ACTIVITY: The lines from the start of the records below through the line containing "actor is in" are to be copied exactly, both ends included, with nothing added.

Top of SOURCE DATA

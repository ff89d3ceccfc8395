//! Actor state as a 16-bit flag set.
//!
//! Bits 0-3 hold the facing direction. The four cardinals own one bit each and
//! a diagonal is the union of its two neighbouring cardinals, so "facing north"
//! is still true while facing north-east. Bits 4-15 are handed out to named
//! actions discovered from an actor's animation list.
//!
//! "The actor is in state X" always means "every bit of X is set", never
//! equality, so direction and action flags can be tested independently.

use std::collections::HashMap;

use bitflags::bitflags;

use crate::error::StateError;
use crate::math::{Vec2, INV_EIGHTH_TURN};

bitflags! {
    /// Compact actor state: facing direction plus up to twelve action flags.
    #[derive(Debug, Clone, Copy, PartialEq, Eq, Hash)]
    pub struct StateFlags: u16 {
        const SOUTH = 1;
        const EAST = 1 << 1;
        const NORTH = 1 << 2;
        const WEST = 1 << 3;

        const SOUTH_EAST = Self::SOUTH.bits() | Self::EAST.bits();
        const NORTH_EAST = Self::NORTH.bits() | Self::EAST.bits();
        const SOUTH_WEST = Self::SOUTH.bits() | Self::WEST.bits();
        const NORTH_WEST = Self::NORTH.bits() | Self::WEST.bits();

        /// Mask covering every direction bit.
        const DIRECTION = 0b1111;

        // Action bits are assigned at runtime.
        const _ = !0;
    }
}

impl StateFlags {
    /// The default state: nothing set.
    pub const IDLE: Self = Self::empty();

    /// Position of the first bit available to actions.
    pub const FIRST_ACTION_BIT: u32 = 4;

    /// True iff every bit of `flag` is set in `self`.
    pub fn compare(self, flag: Self) -> bool {
        self.contains(flag)
    }

    pub fn enable(&mut self, flag: Self) {
        self.insert(flag);
    }

    pub fn disable(&mut self, flag: Self) {
        self.remove(flag);
    }

    /// Only the direction bits of this state.
    pub fn direction(self) -> Self {
        self & Self::DIRECTION
    }

    /// Bits rendered least significant first, in groups of four.
    pub fn bit_string(self) -> String {
        let mut out = String::with_capacity(19);
        for bit in 0..16 {
            if bit > 0 && bit % 4 == 0 {
                out.push(' ');
            }
            out.push(if self.bits() & (1 << bit) != 0 { '1' } else { '0' });
        }
        out
    }
}

impl Default for StateFlags {
    fn default() -> Self {
        Self::IDLE
    }
}

/// One of the eight facing directions, in sprite-sheet row order.
#[derive(Clone, Copy, Debug, PartialEq, Eq, Hash)]
pub enum Octant {
    South = 0,
    SouthEast = 1,
    East = 2,
    NorthEast = 3,
    North = 4,
    NorthWest = 5,
    West = 6,
    SouthWest = 7,
}

impl Octant {
    pub const ALL: [Octant; 8] = [
        Octant::South,
        Octant::SouthEast,
        Octant::East,
        Octant::NorthEast,
        Octant::North,
        Octant::NorthWest,
        Octant::West,
        Octant::SouthWest,
    ];

    /// Rotates the atan2 octant so that index 0 lands on south.
    pub const ANGLE_OFFSET: usize = 2;

    /// Wraps any index into `0..8`.
    pub fn from_index(index: usize) -> Self {
        Self::ALL[index % 8]
    }

    pub fn index(self) -> usize {
        self as usize
    }

    pub fn flags(self) -> StateFlags {
        match self {
            Octant::South => StateFlags::SOUTH,
            Octant::SouthEast => StateFlags::SOUTH_EAST,
            Octant::East => StateFlags::EAST,
            Octant::NorthEast => StateFlags::NORTH_EAST,
            Octant::North => StateFlags::NORTH,
            Octant::NorthWest => StateFlags::NORTH_WEST,
            Octant::West => StateFlags::WEST,
            Octant::SouthWest => StateFlags::SOUTH_WEST,
        }
    }

    /// Nearest octant to a world-plane vector. The zero vector reads as east.
    pub fn from_vector(x: f32, z: f32) -> Self {
        let angle = Vec2::new(x, z).angle();
        let index = (angle * INV_EIGHTH_TURN).round() as usize + Self::ANGLE_OFFSET;
        Self::from_index(index)
    }
}

/// Sets the direction bits nearest to `(x, z)` in `state` and returns the
/// octant so callers can pick the matching sprite variant.
pub fn direction_from_vector(state: &mut StateFlags, x: f32, z: f32) -> Octant {
    let octant = Octant::from_vector(x, z);
    state.enable(octant.flags());
    octant
}

/// Animations that are played explicitly and never get an action bit.
pub const DEFAULT_IGNORED: [&str; 4] = ["Dead", "Dying", "Idle", "Hurt"];

/// Name of the default state. Always mapped to [`StateFlags::IDLE`].
pub const IDLE: &str = "Idle";

/// Lookup from action names to their state bits.
#[derive(Clone, Debug)]
pub struct ActionTable {
    flags: HashMap<String, StateFlags>,
    order: Vec<String>,
    assigned: usize,
}

impl ActionTable {
    /// Number of distinct action bits available above the direction bits.
    pub const CAPACITY: usize = 16 - StateFlags::FIRST_ACTION_BIT as usize;

    /// A table holding only the idle state.
    pub fn new() -> Self {
        let mut table = Self {
            flags: HashMap::new(),
            order: Vec::new(),
            assigned: 0,
        };
        table.flags.insert(IDLE.to_string(), StateFlags::IDLE);
        table.order.push(IDLE.to_string());
        table
    }

    /// Assign action bits to `names` in first-seen order.
    ///
    /// Names in `ignore` and names already seen are skipped. Idle is always
    /// present and maps to no bits.
    pub fn from_animations<S: AsRef<str>>(names: &[S], ignore: &[&str]) -> Result<Self, StateError> {
        let mut table = Self::new();
        for name in names {
            let name = name.as_ref();
            if ignore.contains(&name) || table.flags.contains_key(name) {
                continue;
            }
            table.register(name)?;
        }
        log::debug!("assigned {} action bits", table.assigned);
        Ok(table)
    }

    /// Assign the next free action bit to `name`.
    pub fn register(&mut self, name: &str) -> Result<StateFlags, StateError> {
        if self.flags.contains_key(name) {
            return Err(StateError::DuplicateAction(name.to_string()));
        }
        if self.assigned >= Self::CAPACITY {
            return Err(StateError::TooManyActions {
                name: name.to_string(),
                capacity: Self::CAPACITY,
            });
        }
        let flag = StateFlags::from_bits_retain(1 << (StateFlags::FIRST_ACTION_BIT as usize + self.assigned));
        self.assigned += 1;
        self.flags.insert(name.to_string(), flag);
        self.order.push(name.to_string());
        Ok(flag)
    }

    pub fn get(&self, name: &str) -> Result<StateFlags, StateError> {
        self.flags
            .get(name)
            .copied()
            .ok_or_else(|| StateError::UnknownState(name.to_string()))
    }

    pub fn contains(&self, name: &str) -> bool {
        self.flags.contains_key(name)
    }

    /// True iff the named state is fully set in `state`.
    pub fn compare(&self, state: StateFlags, name: &str) -> Result<bool, StateError> {
        Ok(state.compare(self.get(name)?))
    }

    pub fn set(&self, state: &mut StateFlags, name: &str) -> Result<(), StateError> {
        state.enable(self.get(name)?);
        Ok(())
    }

    pub fn unset(&self, state: &mut StateFlags, name: &str) -> Result<(), StateError> {
        state.disable(self.get(name)?);
        Ok(())
    }

    /// Names whose bits are set in `state`, in assignment order.
    ///
    /// Idle is reported only when no action bit is set.
    pub fn active(&self, state: StateFlags) -> Vec<&str> {
        let active: Vec<&str> = self
            .order
            .iter()
            .filter(|name| {
                let flag = self.flags[name.as_str()];
                !flag.is_empty() && state.compare(flag)
            })
            .map(String::as_str)
            .collect();
        if active.is_empty() {
            vec![IDLE]
        } else {
            active
        }
    }

    /// Named entries including Idle, in assignment order.
    pub fn iter(&self) -> impl Iterator<Item = (&str, StateFlags)> + '_ {
        self.order
            .iter()
            .map(move |name| (name.as_str(), self.flags[name.as_str()]))
    }

    /// Number of action bits handed out.
    pub fn assigned(&self) -> usize {
        self.assigned
    }
}

impl Default for ActionTable {
    fn default() -> Self {
        Self::new()
    }
}

#[cfg(test)]
mod tests {
    use super::*;
    use rstest::rstest;

    #[rstest]
    #[case(0.0, -1.0, Octant::South)]
    #[case(1.0, -1.0, Octant::SouthEast)]
    #[case(1.0, 0.0, Octant::East)]
    #[case(1.0, 1.0, Octant::NorthEast)]
    #[case(0.0, 1.0, Octant::North)]
    #[case(-1.0, 1.0, Octant::NorthWest)]
    #[case(-1.0, 0.0, Octant::West)]
    #[case(-1.0, -1.0, Octant::SouthWest)]
    fn vectors_map_to_their_octant(#[case] x: f32, #[case] z: f32, #[case] expected: Octant) {
        let mut state = StateFlags::IDLE;
        let octant = direction_from_vector(&mut state, x, z);
        assert_eq!(octant, expected);
        assert_eq!(state, expected.flags());
    }

    #[rstest]
    #[case(0.001)]
    #[case(1.0)]
    #[case(37.5)]
    #[case(12_000.0)]
    fn octant_ignores_magnitude(#[case] scale: f32) {
        for step in 0..64 {
            let angle = step as f32 * crate::math::TAU / 64.0 + 0.01;
            let dir = Vec2::from_angle(angle);
            let unit = Octant::from_vector(dir.x, dir.y);
            let scaled = Octant::from_vector(dir.x * scale, dir.y * scale);
            assert_eq!(unit, scaled, "angle {angle} scale {scale}");
        }
    }

    #[test]
    fn diagonals_are_unions_of_cardinals() {
        assert_eq!(StateFlags::NORTH_EAST, StateFlags::NORTH | StateFlags::EAST);
        assert_eq!(StateFlags::NORTH_WEST, StateFlags::NORTH | StateFlags::WEST);
        assert_eq!(StateFlags::SOUTH_EAST, StateFlags::SOUTH | StateFlags::EAST);
        assert_eq!(StateFlags::SOUTH_WEST, StateFlags::SOUTH | StateFlags::WEST);
    }

    #[test]
    fn compare_is_a_subset_test() {
        let table = ActionTable::from_animations(&["Walk", "Attack", "Cast", "Pickup"], &DEFAULT_IGNORED)
            .expect("four actions fit");
        let actions: Vec<StateFlags> = ["Walk", "Attack", "Cast", "Pickup"]
            .iter()
            .map(|name| table.get(name).expect("registered"))
            .collect();

        for octant in Octant::ALL {
            for (i, action) in actions.iter().enumerate() {
                for other in &actions[i..] {
                    let state = octant.flags() | *action | *other;
                    for probe in Octant::ALL {
                        let expected = state.bits() & probe.flags().bits() == probe.flags().bits();
                        assert_eq!(state.compare(probe.flags()), expected);
                    }
                    assert!(state.compare(*action));
                    assert!(state.compare(*other));
                    assert!(state.compare(*action | *other));
                    assert!(state.compare(StateFlags::IDLE));
                }
            }
        }
        assert!(StateFlags::NORTH_EAST.compare(StateFlags::NORTH));
        assert!(!StateFlags::NORTH.compare(StateFlags::NORTH_EAST));
    }

    #[test]
    fn action_bits_follow_first_seen_order() {
        let table = ActionTable::from_animations(
            &["Walk", "Idle", "Attack", "Dead", "Hurt", "Cast"],
            &DEFAULT_IGNORED,
        )
        .expect("valid animation list");

        let mapping: Vec<(&str, u16)> = table.iter().map(|(name, flag)| (name, flag.bits())).collect();
        assert_eq!(
            mapping,
            vec![("Idle", 0), ("Walk", 16), ("Attack", 32), ("Cast", 64)]
        );
    }

    #[test]
    fn duplicates_in_animation_list_are_skipped() {
        let table = ActionTable::from_animations(&["Walk", "Walk", "Cast"], &DEFAULT_IGNORED)
            .expect("valid animation list");
        assert_eq!(table.get("Cast").map(|flag| flag.bits()), Ok(32));
        assert_eq!(table.assigned(), 2);
    }

    #[test]
    fn thirteenth_action_is_rejected() {
        let names: Vec<String> = (0..13).map(|i| format!("Action{i}")).collect();
        let err = ActionTable::from_animations(names.as_slice(), &DEFAULT_IGNORED).unwrap_err();
        assert_eq!(
            err,
            StateError::TooManyActions {
                name: "Action12".to_string(),
                capacity: 12
            }
        );

        let table = ActionTable::from_animations(&names[..12], &DEFAULT_IGNORED).expect("twelve fit");
        assert_eq!(table.get("Action11").map(|flag| flag.bits()), Ok(1 << 15));
    }

    #[test]
    fn unknown_names_are_errors() {
        let table = ActionTable::new();
        let mut state = StateFlags::IDLE;
        assert_eq!(
            table.set(&mut state, "Fly"),
            Err(StateError::UnknownState("Fly".to_string()))
        );
        assert!(table.compare(state, "Fly").is_err());
        assert_eq!(state, StateFlags::IDLE);
    }

    #[test]
    fn registering_twice_is_an_error() {
        let mut table = ActionTable::new();
        table.register("Walk").expect("first registration");
        assert_eq!(
            table.register("Walk"),
            Err(StateError::DuplicateAction("Walk".to_string()))
        );
        assert_eq!(table.register("Idle"), Err(StateError::DuplicateAction("Idle".to_string())));
    }

    #[test]
    fn active_lists_set_actions_or_idle() {
        let table = ActionTable::from_animations(&["Walk", "Attack"], &DEFAULT_IGNORED).expect("valid");
        let mut state = StateFlags::NORTH;
        assert_eq!(table.active(state), vec!["Idle"]);
        table.set(&mut state, "Attack").expect("known");
        table.set(&mut state, "Walk").expect("known");
        assert_eq!(table.active(state), vec!["Walk", "Attack"]);
        table.unset(&mut state, "Walk").expect("known");
        assert_eq!(table.active(state), vec!["Attack"]);
        assert!(state.compare(StateFlags::NORTH));
    }

    #[test]
    fn bit_string_is_lsb_first() {
        let state = StateFlags::NORTH_EAST | StateFlags::from_bits_retain(16);
        assert_eq!(state.bit_string(), "0110 1000 0000 0000");
    }
}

Bottom of SOURCE DATA

ANSWER FOR THIS EXERCISE:
repository ff89d3ceccfc8395
//! Actor state as a 16-bit flag set.
//!
//! Bits 0-3 hold the facing direction. The four cardinals own one bit each and
//! a diagonal is the union of its two neighbouring cardinals, so "facing north"
//! is still true while facing north-east. Bits 4-15 are handed out to named
//! actions discovered from an actor's animation list.
//!
//! "The actor is in state X" always means "every bit of X is set", never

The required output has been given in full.